Work to complete — Below are entries; output exactly the lines from the one with "async fn connect_and_probe(&mut" to the one with "this may or \", both included, and nothing else.

#### Exercise material ####

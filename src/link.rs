//! Link manager: connection lifecycle for one wallbox.
//!
//! Owns the transport session and drives the `Disconnected`/`Connected`
//! state machine. Connecting probes the device (identity echo, layout
//! version, standby control, watchdog, hardware current range) and derives
//! the initial software allow flag from the lock registers. Transient
//! non-response is the normal cost of RS-485 polling, so failures drop the
//! link into a blanket reconnect cooldown instead of retrying per call.

use std::time::Duration;

use tokio::time::Instant;
use tracing::{debug, warn};

use crate::error::{BridgeError, BridgeResult};
use crate::registers::{
    RegisterCache, BASE_INPUT_BLOCKS, FULL_INPUT_BLOCKS, LAYOUT_VERSION_STANDBY_READ,
    REG_CURRENT_PRESET, REG_HW_MAX_CURRENT, REG_HW_MIN_CURRENT, REG_LAYOUT_VERSION,
    REG_LOCK_CAPABLE, REG_REMOTE_LOCK, REG_SLAVE_ID_ECHO, REG_STANDBY_CONTROL,
    REG_WATCHDOG_TIMEOUT, STANDBY_DISABLED,
};
use crate::transport::Transport;

/// Default reconnect cooldown after a failed attempt or a dropped link.
pub const DEFAULT_RETRY_COOLDOWN: Duration = Duration::from_secs(120);

/// Remote lock state as encoded by registers 13 and 259: the box is unlocked
/// only when both are nonzero.
pub(crate) fn remote_locked(cache: &RegisterCache) -> bool {
    !(cache.get(REG_LOCK_CAPABLE) != 0 && cache.get(REG_REMOTE_LOCK) != 0)
}

/// Connection lifecycle and register refresh for one wallbox.
#[derive(Debug)]
pub struct LinkManager<T: Transport> {
    session: T,
    client_id: u8,
    cooldown: Duration,
    last_attempt: Option<Instant>,
    layout_version: u16,
    hw_min_current: u16,
    hw_max_current: u16,
    allowed: bool,
}

impl<T: Transport> LinkManager<T> {
    pub fn new(session: T, client_id: u8, cooldown: Duration) -> Self {
        Self {
            session,
            client_id,
            cooldown,
            last_attempt: None,
            layout_version: 0,
            hw_min_current: 0,
            hw_max_current: 0,
            allowed: false,
        }
    }

    /// Current connectivity, without attempting I/O.
    pub fn is_connected(&self) -> bool {
        self.session.is_open()
    }

    /// Register-layout version probed at connect time, 0 while never probed.
    pub fn layout_version(&self) -> u16 {
        self.layout_version
    }

    /// Minimal charging current the hardware accepts (registers 101).
    pub fn hw_min_current(&self) -> u16 {
        self.hw_min_current
    }

    /// Maximal charging current the hardware is wired for (register 100).
    pub fn hw_max_current(&self) -> u16 {
        self.hw_max_current
    }

    /// Software-only allow flag; never written to the device.
    pub fn is_allowed(&self) -> bool {
        self.allowed
    }

    pub fn set_allowed(&mut self, allowed: bool) {
        self.allowed = allowed;
    }

    /// Connect and probe if necessary, honoring the retry cooldown.
    /// Returns current connectivity.
    pub async fn ensure_connected(&mut self, cache: &mut RegisterCache) -> bool {
        if self.session.is_open() {
            return true;
        }
        let now = Instant::now();
        if let Some(last) = self.last_attempt {
            if now < last + self.cooldown {
                return false;
            }
        }
        self.last_attempt = Some(now);
        self.allowed = false;
        match self.connect_and_probe(cache).await {
            Ok(()) => {
                debug!(
                    client_id = self.client_id,
                    layout_version = self.layout_version,
                    "wallbox link established"
                );
                true
            }
            Err(err) => {
                warn!(
                    client_id = self.client_id,
                    error = %err,
                    cooldown_secs = self.cooldown.as_secs(),
                    "could not establish modbus connection; subsequent calls \
                     will silently serve cached values until the next attempt"
                );
                self.session.close();
                false
            }
        }
    }

    async fn connect_and_probe(&mut self, cache: &mut RegisterCache) -> BridgeResult<()> {
        self.session.open().await?;
        self.read_blocks(cache, false).await?;

        if cache.get(REG_SLAVE_ID_ECHO) != u16::from(self.client_id) {
            warn!(
                client_id = self.client_id,
                echoed = cache.get(REG_SLAVE_ID_ECHO),
                "device does not answer in the expected manner; this may or \
                 may not be a Heidelberg Energy Control wallbox"
            );
        }
        self.layout_version = cache.get(REG_LAYOUT_VERSION);

        if cache.get(REG_STANDBY_CONTROL) != STANDBY_DISABLED {
            self.session
                .write_single_register(REG_STANDBY_CONTROL, STANDBY_DISABLED)
                .await?;
            cache.set(REG_STANDBY_CONTROL, STANDBY_DISABLED);
        }
        // Watchdog off: a bridge outage must not drop an ongoing charge.
        self.session
            .write_single_register(REG_WATCHDOG_TIMEOUT, 0)
            .await?;
        cache.set(REG_WATCHDOG_TIMEOUT, 0);

        self.hw_max_current = cache.get(REG_HW_MAX_CURRENT);
        self.hw_min_current = cache.get(REG_HW_MIN_CURRENT);
        self.allowed = !remote_locked(cache);
        cache.mark_refreshed(Instant::now());
        Ok(())
    }

    async fn read_blocks(&mut self, cache: &mut RegisterCache, full: bool) -> BridgeResult<()> {
        for (start, count) in BASE_INPUT_BLOCKS {
            let values = self.session.read_input_registers(start, count).await?;
            cache.refresh_range(start, &values);
        }
        if full {
            for (start, count) in FULL_INPUT_BLOCKS {
                let values = self.session.read_input_registers(start, count).await?;
                cache.refresh_range(start, &values);
            }
        }
        // Standby and lock (258/259) are only readable in layouts newer than
        // 1.0.7; asking an older box for them times out.
        let standby_count = if cache.get(REG_LAYOUT_VERSION) > LAYOUT_VERSION_STANDBY_READ {
            3
        } else {
            1
        };
        let values = self
            .session
            .read_holding_registers(REG_WATCHDOG_TIMEOUT, standby_count)
            .await?;
        cache.refresh_range(REG_WATCHDOG_TIMEOUT, &values);

        let values = self
            .session
            .read_holding_registers(REG_CURRENT_PRESET, 2)
            .await?;
        cache.refresh_range(REG_CURRENT_PRESET, &values);
        Ok(())
    }

    /// Refresh the cache from the device unless it is still fresh.
    ///
    /// `force` bypasses the TTL check; `full` additionally reads the
    /// diagnostic and error-memory blocks. On any failure the link drops and
    /// the cache keeps its last successful values (stale but available);
    /// the refresh stamp only advances on a fully successful cycle.
    pub async fn refresh(&mut self, cache: &mut RegisterCache, force: bool, full: bool) -> bool {
        if !force && cache.is_fresh(Instant::now()) {
            return true;
        }
        if !self.ensure_connected(cache).await {
            return false;
        }
        match self.read_blocks(cache, full).await {
            Ok(()) => {
                cache.mark_refreshed(Instant::now());
                true
            }
            Err(err) => {
                self.drop_link(&err);
                false
            }
        }
    }

    /// Read a single holding register directly from the bus, bypassing the
    /// cache. Used where a decision must not act on a cached value.
    pub async fn read_holding_single(
        &mut self,
        cache: &mut RegisterCache,
        address: u16,
    ) -> Option<u16> {
        if !self.ensure_connected(cache).await {
            return None;
        }
        match self.session.read_holding_registers(address, 1).await {
            Ok(values) => values.first().copied(),
            Err(err) => {
                self.drop_link(&err);
                None
            }
        }
    }

    /// Write a single holding register. Returns whether the write went out;
    /// the caller decides whether the intended state change counts as
    /// applied. No retry: a failure drops the link into the cooldown.
    pub async fn write_register(
        &mut self,
        cache: &mut RegisterCache,
        address: u16,
        value: u16,
    ) -> bool {
        if !self.ensure_connected(cache).await {
            return false;
        }
        match self.session.write_single_register(address, value).await {
            Ok(()) => {
                cache.set(address, value);
                true
            }
            Err(err) => {
                warn!(
                    client_id = self.client_id,
                    register = address,
                    error = %err,
                    "error writing register"
                );
                self.drop_link(&err);
                false
            }
        }
    }

    /// Configure the remote watchdog timeout in milliseconds; 0 disables it.
    /// Used operationally and at shutdown (best-effort).
    pub async fn set_watchdog_timeout(&mut self, cache: &mut RegisterCache, millis: u16) -> bool {
        self.write_register(cache, REG_WATCHDOG_TIMEOUT, millis).await
    }

    fn drop_link(&mut self, err: &BridgeError) {
        warn!(
            client_id = self.client_id,
            error = %err,
            "transport failure, dropping link"
        );
        self.session.close();
        self.last_attempt = Some(Instant::now());
    }

    #[cfg(test)]
    pub(crate) fn session(&self) -> &T {
        &self.session
    }

    #[cfg(test)]
    pub(crate) fn session_mut(&mut self) -> &mut T {
        &mut self.session
    }
}

#[cfg(test)]
mod tests {
    use super::*;
    use crate::registers::{REG_CHARGING_STATE, REG_VOLTAGE_L1};
    use crate::testutil::FakeTransport;

    const TTL: Duration = Duration::from_millis(3000);

    fn link(fake: FakeTransport) -> (LinkManager<FakeTransport>, RegisterCache) {
        (
            LinkManager::new(fake, 1, DEFAULT_RETRY_COOLDOWN),
            RegisterCache::new(TTL),
        )
    }

    #[tokio::test(start_paused = true)]
    async fn test_connect_probes_device() {
        let (mut link, mut cache) = link(FakeTransport::wallbox(1, 0x108));

        assert!(link.refresh(&mut cache, false, false).await);
        assert!(link.is_connected());
        assert_eq!(link.layout_version(), 0x108);
        assert_eq!(link.hw_max_current(), 16);
        assert_eq!(link.hw_min_current(), 6);
        // Unlocked box at connect time means charging is allowed.
        assert!(link.is_allowed());
        // Standby control was forced to 4 and the watchdog disabled.
        let writes = &link.session().writes;
        assert!(writes.contains(&(REG_STANDBY_CONTROL, STANDBY_DISABLED)));
        assert!(writes.contains(&(REG_WATCHDOG_TIMEOUT, 0)));
        assert_eq!(cache.get(REG_CHARGING_STATE), 7);
    }

    #[tokio::test(start_paused = true)]
    async fn test_cache_ttl_suppresses_reads() {
        let (mut link, mut cache) = link(FakeTransport::wallbox(1, 0x108));

        assert!(link.refresh(&mut cache, false, false).await);
        let reads_after_first = link.session().read_calls;

        // Within the TTL no transport read happens.
        tokio::time::advance(Duration::from_millis(2999)).await;
        assert!(link.refresh(&mut cache, false, false).await);
        assert_eq!(link.session().read_calls, reads_after_first);

        // Just past the TTL exactly one read cycle (4 block reads) runs.
        tokio::time::advance(Duration::from_millis(2)).await;
        assert!(link.refresh(&mut cache, false, false).await);
        assert_eq!(link.session().read_calls, reads_after_first + 4);
    }

    #[tokio::test(start_paused = true)]
    async fn test_forced_refresh_bypasses_ttl() {
        let (mut link, mut cache) = link(FakeTransport::wallbox(1, 0x108));

        assert!(link.refresh(&mut cache, false, false).await);
        let reads_after_first = link.session().read_calls;
        assert!(link.refresh(&mut cache, true, false).await);
        assert!(link.session().read_calls > reads_after_first);
    }

    #[tokio::test(start_paused = true)]
    async fn test_reconnect_cooldown_window() {
        let mut fake = FakeTransport::wallbox(1, 0x108);
        fake.fail_open = true;
        let (mut link, mut cache) = link(fake);

        assert!(!link.refresh(&mut cache, false, false).await);
        assert_eq!(link.session().open_attempts, 1);

        // Within the cooldown no further attempt is made.
        tokio::time::advance(Duration::from_secs(119)).await;
        assert!(!link.refresh(&mut cache, false, false).await);
        assert_eq!(link.session().open_attempts, 1);

        // At the cooldown boundary exactly one new attempt occurs.
        tokio::time::advance(Duration::from_secs(1)).await;
        link.session_mut().fail_open = false;
        assert!(link.refresh(&mut cache, false, false).await);
        assert_eq!(link.session().open_attempts, 2);
    }

    #[tokio::test(start_paused = true)]
    async fn test_failure_keeps_last_known_values() {
        let (mut link, mut cache) = link(FakeTransport::wallbox(1, 0x108));
        link.session_mut().regs[usize::from(REG_VOLTAGE_L1)] = 230;

        assert!(link.refresh(&mut cache, false, false).await);
        assert_eq!(cache.get(REG_VOLTAGE_L1), 230);

        link.session_mut().fail_io = true;
        assert!(!link.refresh(&mut cache, true, false).await);
        assert!(!link.is_connected());
        // Stale but available.
        assert_eq!(cache.get(REG_VOLTAGE_L1), 230);
    }

    #[tokio::test(start_paused = true)]
    async fn test_old_layout_reads_watchdog_only() {
        let (mut link, mut cache) = link(FakeTransport::wallbox(1, 0x107));

        // A 3-register read at 257 would time out on layout 1.0.7; the
        // version gate keeps the refresh alive.
        assert!(link.refresh(&mut cache, false, false).await);
        assert_eq!(link.layout_version(), 0x107);
        // 259 was never readable, so the box counts as locked and charging
        // starts out disallowed.
        assert!(!link.is_allowed());
    }

    #[tokio::test(start_paused = true)]
    async fn test_write_failure_drops_link() {
        let (mut link, mut cache) = link(FakeTransport::wallbox(1, 0x108));
        assert!(link.refresh(&mut cache, false, false).await);

        link.session_mut().fail_io = true;
        assert!(!link.write_register(&mut cache, REG_CURRENT_PRESET, 100).await);
        assert!(!link.is_connected());

        // Still inside the cooldown: the next write is a silent no-op.
        link.session_mut().fail_io = false;
        assert!(!link.write_register(&mut cache, REG_CURRENT_PRESET, 100).await);
        assert_eq!(link.session().writes.iter().filter(|w| w.0 == REG_CURRENT_PRESET).count(), 0);
    }
}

####

Result for this task —
    async fn connect_and_probe(&mut self, cache: &mut RegisterCache) -> BridgeResult<()> {
        self.session.open().await?;
        self.read_blocks(cache, false).await?;

        if cache.get(REG_SLAVE_ID_ECHO) != u16::from(self.client_id) {
            warn!(
                client_id = self.client_id,
                echoed = cache.get(REG_SLAVE_ID_ECHO),
                "device does not answer in the expected manner; this may or \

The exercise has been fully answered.